E aqueles que vão para o mar, se fiam e se reconhecem entre si. E eis que na "
I guerrieri della scolopendra" (Os guerreiros da centopéia) podes descobrir a tua mesma luta, talvez mesmo tua pátria espiritual. Falamos dos Karen e de sua batalha heróica contra a Birmânia, contra a floresta, contra a droga, contra a China, contra o Ocidente, e contra os "ocidentes" da alma. O adágio "A minha pátria é onde se combate pela minha idéia" não é sempre verdadeiro. Por vezes é somente uma fuga de si mesmo, dos que não tem nem uma idéia, nem uma pátria. Uma viagem mental, um "trip". Vestes de alienação e de auto-afirmação. Acontecem outras vezes, ao invés, uma especial alquimia. Ocorre que na recíproca luta, se reconheçam iguais e diferentes, ao mesmo tempo. Falo de uma alquimia encarnada, pro-ativa, experimentada na lama das trincheiras. Que pode ser diversa, embora na mesma guerra. Assim, os Karen combatem também por nós. A mesma guerra, o mesmo inimigo. E nós combatemos também por eles.

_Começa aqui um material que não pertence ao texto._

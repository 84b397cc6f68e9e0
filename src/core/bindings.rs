//! Setting up and responding to user defined key and mouse bindings
use crate::{core::State, x::event::ButtonEvent, Error, Result};
use bitflags::bitflags;
use std::{collections::HashMap, process::Command};
use tracing::debug;

bitflags! {
    /// An X modifier mask for key and button events.
    #[derive(Debug, Clone, Copy, PartialEq, Eq, Hash, Default)]
    pub struct ModMask: u16 {
        /// Shift
        const SHIFT = 1 << 0;
        /// Caps lock
        const LOCK = 1 << 1;
        /// Control
        const CONTROL = 1 << 2;
        /// Mod1 (Alt on most keymaps)
        const MOD1 = 1 << 3;
        /// Mod2 (NumLock on most keymaps)
        const MOD2 = 1 << 4;
        /// Mod3
        const MOD3 = 1 << 5;
        /// Mod4 (Super on most keymaps)
        const MOD4 = 1 << 6;
        /// Mod5
        const MOD5 = 1 << 7;
    }
}

impl ModMask {
    /// Strip the lock modifiers so that bindings are insensitive to the
    /// CapsLock and NumLock state.
    pub fn clean(self, numlock: ModMask) -> ModMask {
        self & !(numlock | ModMask::LOCK)
    }
}

/// A key press and the (cleaned) modifiers held with it
#[derive(Debug, PartialEq, Eq, Hash, Clone, Copy)]
pub struct KeyCode {
    /// The held modifier mask
    pub mask: ModMask,
    /// The X key code that was pressed
    pub code: u8,
}

impl KeyCode {
    /// Create a new [KeyCode] from this one with the lock modifiers removed
    pub fn clean(&self, numlock: ModMask) -> KeyCode {
        KeyCode {
            mask: self.mask.clean(numlock),
            code: self.code,
        }
    }
}

/// The region of the screen a mouse binding applies to.
#[derive(Debug, PartialEq, Eq, Hash, Clone, Copy)]
pub enum ClickRegion {
    /// One of the tag cells in the bar
    TagBar,
    /// The layout symbol in the bar
    LayoutSymbol,
    /// The status text area of the bar
    StatusText,
    /// The selected client title area of the bar
    WinTitle,
    /// A managed client window
    ClientWin,
    /// The root window
    RootWin,
}

/// What was clicked, resolved against the bar geometry.
#[derive(Debug, Clone, Copy, PartialEq, Eq)]
pub struct ClickContext {
    /// The resolved region
    pub region: ClickRegion,
    /// For tag bar clicks, the tag index that was hit
    pub tag: Option<usize>,
    /// The raw button event
    pub event: ButtonEvent,
}

/// Some action to be run by a user key binding
pub type KeyEventHandler<X> = Box<dyn FnMut(&mut State, &X) -> Result<()>>;

/// An action to be run in response to a mouse event
pub type MouseEventHandler<X> = Box<dyn FnMut(&mut State, &X, &ClickContext) -> Result<()>>;

/// User defined key bindings, keyed by cleaned modifier mask and key code
pub type KeyBindings<X> = HashMap<KeyCode, KeyEventHandler<X>>;

/// User defined mouse bindings, keyed by click region, cleaned modifier
/// mask and button number
pub type MouseBindings<X> = HashMap<(ClickRegion, ModMask, u8), MouseEventHandler<X>>;

/// A (modifier, button) pair grabbed on client windows
#[derive(Debug, Clone, Copy, PartialEq, Eq, Hash)]
pub struct ButtonSpec {
    /// The modifier mask to grab with
    pub mask: ModMask,
    /// The button number to grab
    pub button: u8,
}

/// The buttons that need to be grabbed on managed client windows: every
/// binding targeting the client window region.
pub fn client_button_specs<X>(bindings: &MouseBindings<X>) -> Vec<ButtonSpec> {
    bindings
        .keys()
        .filter(|(region, _, _)| *region == ClickRegion::ClientWin)
        .map(|&(_, mask, button)| ButtonSpec { mask, button })
        .collect()
}

/// Map xmodmap key names to their X key code so that bindings can refer to
/// keys by name
pub type CodeMap = HashMap<String, u8>;

/// Run the xmodmap command to dump the system keymap table in a form that
/// can be parsed back into name -> keycode pairs. Referring the user to the
/// xmodmap output keeps odd binding issues debuggable.
pub fn keycodes_from_xmodmap() -> Result<CodeMap> {
    let output = Command::new("xmodmap").arg("-pke").output()?;
    let stdout = String::from_utf8(output.stdout).map_err(|_| Error::UnknownKeyName {
        name: "<invalid utf8 from xmodmap>".to_owned(),
    })?;

    Ok(parse_keycodes(&stdout))
}

// Lines have the form `keycode <code> = <name> <name> ...`
fn parse_keycodes(xmodmap_output: &str) -> CodeMap {
    xmodmap_output
        .lines()
        .flat_map(|l| {
            let mut words = l.split_whitespace();
            let code: Option<u8> = words.nth(1).and_then(|w| w.parse().ok());

            words
                .skip(1)
                .map(move |name| (name.to_owned(), code))
                .filter_map(|(name, code)| code.map(|c| (name, c)))
        })
        .collect()
}

/// Parse a user friendly key binding of the form `"M-S-j"` into a grabbable
/// [KeyCode].
///
/// Allowed modifier prefixes are `M` (Super), `A` (Alt), `S` (Shift) and
/// `C` (Control); the final element is a key name from `xmodmap -pke`.
pub fn parse_key_binding(pattern: &str, known_codes: &CodeMap) -> Result<KeyCode> {
    let mut parts: Vec<&str> = pattern.split('-').collect();
    let name = parts.pop().ok_or_else(|| Error::InvalidKeyBinding {
        binding: pattern.to_owned(),
    })?;

    let code = known_codes.get(name).ok_or_else(|| Error::UnknownKeyName {
        name: name.to_owned(),
    })?;

    let mut mask = ModMask::empty();
    for part in parts {
        mask |= match part {
            "M" => ModMask::MOD4,
            "A" => ModMask::MOD1,
            "S" => ModMask::SHIFT,
            "C" => ModMask::CONTROL,
            _ => {
                return Err(Error::InvalidKeyBinding {
                    binding: pattern.to_owned(),
                })
            }
        };
    }

    debug!(%pattern, ?mask, code, "parsed key binding");

    Ok(KeyCode { mask, code: *code })
}

#[cfg(test)]
mod tests {
    use super::*;
    use quickcheck_macros::quickcheck;
    use simple_test_case::test_case;

    const XMODMAP_SAMPLE: &str = "\
keycode  24 = q Q q Q
keycode  25 = w W w W
keycode  36 = Return NoSymbol Return
keycode  44 = j J j J
keycode  45 = k K k K
keycode  65 = space NoSymbol space
";

    fn codes() -> CodeMap {
        parse_keycodes(XMODMAP_SAMPLE)
    }

    #[test]
    fn parsing_keycodes_takes_all_names() {
        let map = codes();

        assert_eq!(map.get("j"), Some(&44));
        assert_eq!(map.get("J"), Some(&44));
        assert_eq!(map.get("Return"), Some(&36));
        assert_eq!(map.get("space"), Some(&65));
    }

    #[test_case("M-j", ModMask::MOD4, 44; "super binding")]
    #[test_case("M-S-j", ModMask::MOD4.union(ModMask::SHIFT), 44; "super shift binding")]
    #[test_case("A-C-Return", ModMask::MOD1.union(ModMask::CONTROL), 36; "alt ctrl named key")]
    #[test_case("k", ModMask::empty(), 45; "no modifiers")]
    #[test]
    fn parse_bindings(pattern: &str, mask: ModMask, code: u8) {
        let kc = parse_key_binding(pattern, &codes()).unwrap();

        assert_eq!(kc, KeyCode { mask, code });
    }

    #[test_case("M-unknown"; "unknown key name")]
    #[test_case("X-j"; "unknown modifier")]
    #[test]
    fn invalid_bindings_error(pattern: &str) {
        assert!(parse_key_binding(pattern, &codes()).is_err());
    }

    #[quickcheck]
    fn clean_mask_ignores_lock_state(bits: u16) -> bool {
        let numlock = ModMask::MOD2;
        let m = ModMask::from_bits_truncate(bits);
        let locked = m | ModMask::MOD2 | ModMask::LOCK;

        m.clean(numlock) == locked.clean(numlock)
    }
}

Existe ainda uma forma ulterior de amor. É a constância de uma irmandade, um vínculo de destino. "
Andrà tutto bene"(tudo correrá bem) fala de nós, do nosso caminho. Um percurso à aderir e prosseguir, a despeito de tudo e de todos. Correrá tudo bem porque nós decidimos assim e assim deve ser. Fodam-se todos, nós iremos até o fim. Esta faixa, a melhor do album, convida à coragem e à audácia, à vontade que move montanhas. À um jubiloso e sereno amor fati. "Andrà tutto bene", diz a voz que te indica uma estrada onde tudo o que vês são somente obstáculos, o sol onde dominam as nuvens. É a voz de quem deseja mais, ousa mais, crê mais. De quem combateu, amou, pagou, conquistou mais. A voz que fala sem voz. E sabemos que enquanto a seguirmos, não temos nada a temer.

Enfim, Nietzsche: "Deixamos a terra e embarcamos! Rompemos as pontes - melhor, rompemos com a terra às nossas costas! Doravante, pequeno navio, é preciso muita atenção! Ao teu lado, se estende o oceano; é bem verdade que ele não ruge sempre e, às vezes, se desdobra mesmo como uma seda, como ouro, e como sonhos de bondade. Mas sobrevirão horas em que reconhecerás que ele é ilimitado (unendlich) e que não existe nada mais terrível do que infinito (unendlichkeit). Oh, pobre pássaro que um dia se sentiu livre e que agora se bate contra as paredes desta gaiola! Ai de ti, se a nostalgia do país te acometer, como se lá tivesse havido mais liberdade, - enquanto que agora não existe mais 'terra'". Boa viagem, Zetazeroalfa. Correrá tudo bem.